[Mesa-dev] [PATCH] i965: Sort array elements to increase chances of reusing buffer relocation

Tue Dec 2 10:27:32 PST 2014

On Tue, Dec 02, 2014 at 04:17:35PM +0000, Neil Roberts wrote:
> Ok, I've written a somewhat contrived test case here:
> 
> https://github.com/bpeel/glthing/tree/time-attribs
> 
> (Make sure to use the time-attribs branch)
> 
> The example draws a 1000 single-pixel points each with a separate draw
> call. Each call uses a separate but identical VAO so that the driver
> will be be forced to emit the vertices state for each point. Each vertex
> uses the maximum number of vertex attributes as returned by
> GL_MAX_VERTEX_ATTRIBS. All of the attributes are used to determine a
> color value in the vertex shader. Normally it will order the attributes
> in memory so that the first one is in generic attribute 0, the second in
> 1 and so on. However if you pass the option ‘backwards’ on the command
> line it will put them in reverse order. With git master, if the
> attributes are given in order then it will generate a
> 3DSTATE_VERTEX_BUFFERS command with a single buffer and a single
> relocation otherwise it will generate one for each attribute.
> 
> I ran the test with each of these three versions of Mesa and noted the
> FPS. This is based on top of commit 29c7cf2b2 with -O3 and
> --disable-debug. libdrm is 00847fa4 with -O3.
> 
> 1) Mesa master
> 
> 2) Master with my patch applied
> 
> 3) The original optimization removed completely so that it will always
>    generate a buffer relocation for every attribute.
> 
> The test was run with LIBGL_SHOW_FPS=1 vblank_mode=0 on my Haswell
> laptop.
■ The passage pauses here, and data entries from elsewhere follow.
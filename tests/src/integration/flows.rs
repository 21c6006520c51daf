//! # Lookup Flows
//!
//! Drives the public router end to end: HTTP request, facade, orchestrator,
//! in-memory channel, bot reply, correlator, parsed JSON.
//!
//! ## Flows Tested
//!
//! 1. First lookup is sent, answered, parsed and cached
//! 2. Repeat lookups inside the TTL never reach the channel
//! 3. Blank identifiers are rejected before any side effect
//! 4. Unanswered lookups time out, are not cached and leave no wait behind
//! 5. The sixteenth admitted miss inside a minute is rate limited
//! 6. Document replies are downloaded, parsed and removed

#[cfg(test)]
mod tests {
    use std::sync::Arc;
    use std::time::Duration;

    use axum::body::{to_bytes, Body};
    use axum::http::{header, Request, StatusCode};
    use axum::Router;
    use tower::ServiceExt;

    use fam_gateway::{ApiGatewayService, GatewayConfig};
    use fam_node::loopback::{loopback_destination, SILENT_PREFIX};
    use fam_node::{loopback_channel, LoopbackResponder};
    use shared_channel::{InMemoryChannel, MessageToken};

    // =============================================================================
    // TEST FIXTURES
    // =============================================================================

    /// Gateway wired to a loopback channel whose bot answers every command
    async fn gateway_with_bot(
        config: GatewayConfig,
        as_file: bool,
    ) -> (ApiGatewayService, Arc<InMemoryChannel>) {
        let channel = loopback_channel();
        LoopbackResponder::new(channel.clone(), config.channel.command_keyword.clone())
            .with_file_replies(as_file)
            .spawn()
            .await
            .unwrap();
        let service = ApiGatewayService::new(config, channel.clone()).unwrap();
        (service, channel)
    }

    /// Gateway wired to a loopback channel with nobody answering
    fn gateway_without_bot(config: GatewayConfig) -> (ApiGatewayService, Arc<InMemoryChannel>) {
        let channel = loopback_channel();
        let service = ApiGatewayService::new(config, channel.clone()).unwrap();
        (service, channel)
    }

    fn get(uri: &str) -> Request<Body> {
        Request::builder().uri(uri).body(Body::empty()).unwrap()
    }

    async fn get_json(router: Router, uri: &str) -> (StatusCode, serde_json::Value) {
        let response = router.oneshot(get(uri)).await.unwrap();
        let status = response.status();
        let bytes = to_bytes(response.into_body(), usize::MAX).await.unwrap();
        (status, serde_json::from_slice(&bytes).unwrap())
    }

    /// Wait until the gateway has sent `count` commands, then return the last token
    async fn nth_sent(channel: &InMemoryChannel, count: usize) -> MessageToken {
        loop {
            let sent = channel.sent_messages();
            if sent.len() >= count {
                return sent[count - 1].message_id;
            }
            tokio::time::sleep(Duration::from_millis(5)).await;
        }
    }

    // =============================================================================
    // FLOW 1 + 2: SUCCESS, THEN CACHED
    // =============================================================================

    #[tokio::test]
    async fn test_first_lookup_is_parsed_and_cached() {
        let (service, channel) = gateway_without_bot(GatewayConfig::default());
        let router = service.http_router();

        let request = tokio::spawn(get_json(router.clone(), "/api?fam=alice@fam"));
        let token = nth_sent(&channel, 1).await;
        assert_eq!(
            channel.sent_messages()[0].body.as_text(),
            Some("/fam alice@fam")
        );
        channel.post_reply(
            loopback_destination().id,
            "fam_bot",
            Some(token),
            "NAME: Alice\nUPI: alice@fam",
        );

        let (status, body) = request.await.unwrap();
        assert_eq!(status, StatusCode::OK);
        assert_eq!(body["success"], true);
        assert_eq!(body["upi_id"], "alice@fam");
        assert_eq!(body["data"]["name"], "Alice");
        assert_eq!(body["data"]["upi"], "alice@fam");
        assert!(body["data"]["query_timestamp"].is_string());

        // Served from cache: identical body, no second command
        let (status, cached) = get_json(router, "/api?fam=ALICE@fam").await;
        assert_eq!(status, StatusCode::OK);
        assert_eq!(cached, body);
        assert_eq!(channel.sent_messages().len(), 1);
        assert_eq!(service.facade().limiter().snapshot().total_admitted, 1);
    }

    #[tokio::test]
    async fn test_repeat_within_ttl_skips_channel() {
        let (service, channel) = gateway_with_bot(GatewayConfig::default(), false).await;
        let router = service.http_router();

        let (status, first) = get_json(router.clone(), "/api?fam=bob@fam").await;
        assert_eq!(status, StatusCode::OK);
        assert_eq!(first["data"]["status"], "ACTIVE");

        for _ in 0..5 {
            let (status, body) = get_json(router.clone(), "/api?fam=%20bob@fam%20").await;
            assert_eq!(status, StatusCode::OK);
            assert_eq!(body, first);
        }
        assert_eq!(channel.sent_messages().len(), 1);

        let metrics = service.facade().metrics().to_json();
        assert_eq!(metrics["cache"]["hits"], 5);
        assert_eq!(metrics["cache"]["misses"], 1);
    }

    // =============================================================================
    // FLOW 3: VALIDATION
    // =============================================================================

    #[tokio::test]
    async fn test_blank_identifier_has_no_side_effects() {
        let (service, channel) = gateway_without_bot(GatewayConfig::default());
        let router = service.http_router();

        for uri in ["/api?fam=", "/api", "/api?fam=%20"] {
            let (status, body) = get_json(router.clone(), uri).await;
            assert_eq!(status, StatusCode::BAD_REQUEST, "{uri}");
            assert_eq!(body["code"], "validation_error");
        }

        assert_eq!(channel.connect_calls(), 0);
        assert!(channel.sent_messages().is_empty());
        assert!(service.facade().cache().is_empty());
        assert_eq!(service.facade().limiter().snapshot().total_admitted, 0);
    }

    // =============================================================================
    // FLOW 4: TIMEOUT, NO NEGATIVE CACHING
    // =============================================================================

    #[tokio::test(start_paused = true)]
    async fn test_unanswered_lookup_times_out_without_caching() {
        let (service, channel) = gateway_with_bot(GatewayConfig::default(), false).await;
        let router = service.http_router();
        let uri = format!("/api?fam={SILENT_PREFIX}@fam");

        let started = tokio::time::Instant::now();
        let (status, body) = get_json(router.clone(), &uri).await;
        assert_eq!(status, StatusCode::GATEWAY_TIMEOUT);
        assert_eq!(body["code"], "correlation_timeout");
        assert_eq!(body["max_retries"], 3);
        assert!(started.elapsed() >= Duration::from_secs(25));
        assert!(started.elapsed() < Duration::from_secs(30));

        assert!(service.facade().cache().is_empty());
        assert_eq!(service.pending_store().pending_count(), 0);

        // The next call with the same identifier runs the whole flow again
        let (status, _) = get_json(router, &uri).await;
        assert_eq!(status, StatusCode::GATEWAY_TIMEOUT);
        assert_eq!(channel.sent_messages().len(), 2);

        let snapshot = service.pending_store().snapshot();
        assert_eq!(snapshot.total_timeouts, 2);
        assert_eq!(snapshot.pending, 0);
    }

    // =============================================================================
    // FLOW 5: RATE LIMIT
    // =============================================================================

    #[tokio::test]
    async fn test_sixteenth_miss_in_window_is_rejected() {
        let (service, channel) = gateway_with_bot(GatewayConfig::default(), false).await;
        let router = service.http_router();

        for i in 0..15 {
            let (status, body) = get_json(router.clone(), &format!("/api?fam=user{i}@fam")).await;
            assert_eq!(status, StatusCode::OK, "call {i}: {body}");
        }

        let response = router
            .clone()
            .oneshot(get("/api?fam=user15@fam"))
            .await
            .unwrap();
        assert_eq!(response.status(), StatusCode::TOO_MANY_REQUESTS);
        let retry_after: u64 = response.headers()[header::RETRY_AFTER]
            .to_str()
            .unwrap()
            .parse()
            .unwrap();
        assert!((1..=60).contains(&retry_after));
        assert_eq!(channel.sent_messages().len(), 15);

        // Cached identifiers are still served while limited
        let (status, _) = get_json(router, "/api?fam=user0@fam").await;
        assert_eq!(status, StatusCode::OK);
    }

    // =============================================================================
    // FLOW 6: DOCUMENT REPLIES
    // =============================================================================

    #[tokio::test]
    async fn test_document_reply_is_read_and_removed() {
        let downloads = tempfile::tempdir().unwrap();
        let mut config = GatewayConfig::default();
        config.channel.download_dir = downloads.path().to_path_buf();
        let (service, _channel) = gateway_with_bot(config, true).await;

        let (status, body) = get_json(service.http_router(), "/api?fam=carol@fam").await;
        assert_eq!(status, StatusCode::OK);
        assert_eq!(body["data"]["name"], "carol");
        assert_eq!(body["data"]["fam_id"], "carol@fam");

        let leftovers = std::fs::read_dir(downloads.path()).unwrap().count();
        assert_eq!(leftovers, 0);
    }

    // =============================================================================
    // CONCURRENCY AND OBSERVABILITY
    // =============================================================================

    #[tokio::test]
    async fn test_concurrent_lookups_each_get_their_own_reply() {
        let (service, channel) = gateway_with_bot(GatewayConfig::default(), false).await;
        let router = service.http_router();

        let handles: Vec<_> = (0..5)
            .map(|i| {
                let router = router.clone();
                tokio::spawn(async move {
                    get_json(router, &format!("/api?fam=peer{i}@fam")).await
                })
            })
            .collect();

        for (i, handle) in handles.into_iter().enumerate() {
            let (status, body) = handle.await.unwrap();
            assert_eq!(status, StatusCode::OK);
            assert_eq!(body["upi_id"], format!("peer{i}@fam"));
            assert_eq!(body["data"]["upi"], format!("peer{i}@fam"));
        }
        assert_eq!(channel.sent_messages().len(), 5);
        assert_eq!(service.pending_store().pending_count(), 0);
    }

    #[tokio::test]
    async fn test_request_id_is_echoed() {
        let (service, _channel) = gateway_without_bot(GatewayConfig::default());
        let request_id = "0192b3c4-0000-7000-8000-000000000001";

        let response = service
            .http_router()
            .oneshot(
                Request::builder()
                    .uri("/health")
                    .header("x-request-id", request_id)
                    .body(Body::empty())
                    .unwrap(),
            )
            .await
            .unwrap();

        assert_eq!(response.status(), StatusCode::OK);
        assert_eq!(response.headers()["x-request-id"], request_id);
    }

    #[tokio::test]
    async fn test_admin_reports_session_after_lookup() {
        let (service, _channel) = gateway_with_bot(GatewayConfig::default(), false).await;

        let (status, _) = get_json(service.http_router(), "/api?fam=dave@fam").await;
        assert_eq!(status, StatusCode::OK);

        let (status, metrics) = get_json(service.admin_router(), "/metrics").await;
        assert_eq!(status, StatusCode::OK);
        assert_eq!(metrics["requests"]["total"], 1);
        assert_eq!(metrics["requests"]["success"], 1);
        assert_eq!(metrics["session"]["state"], "ready");
    }
}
The results are:
> 
> attributes are  │  master      with patch      optimization removed
> ────────────────┼──────────────────────────────────────────────────
> in order        │   820           560                  325
> out of order    │   325           540                  325
> 
> The FPS fluctuated by around 20 FPS either side so I've just noted down
> what looked like an approximate representation.
> 
> So I guess the results are that yes, in this extreme case having more
> relocations makes a big difference but also doing the qsort is quite
> expensive. The original optimization does seem worth doing.
> 
> It might be worth making a simpler hard-coded implementation of
> quicksort because calling qsort is probably not very sensible for such a
> small array and the function call overhead for each comparison is
> probably quite a bit.
> 
> It would also probably be good to see if this difference is noticeable
> in a real use case.
> 
> - Neil

Cool. My statement was really getting at there normally won't be many duplicated
relocations. What kind of numbers do you see as you scale down the number of
points?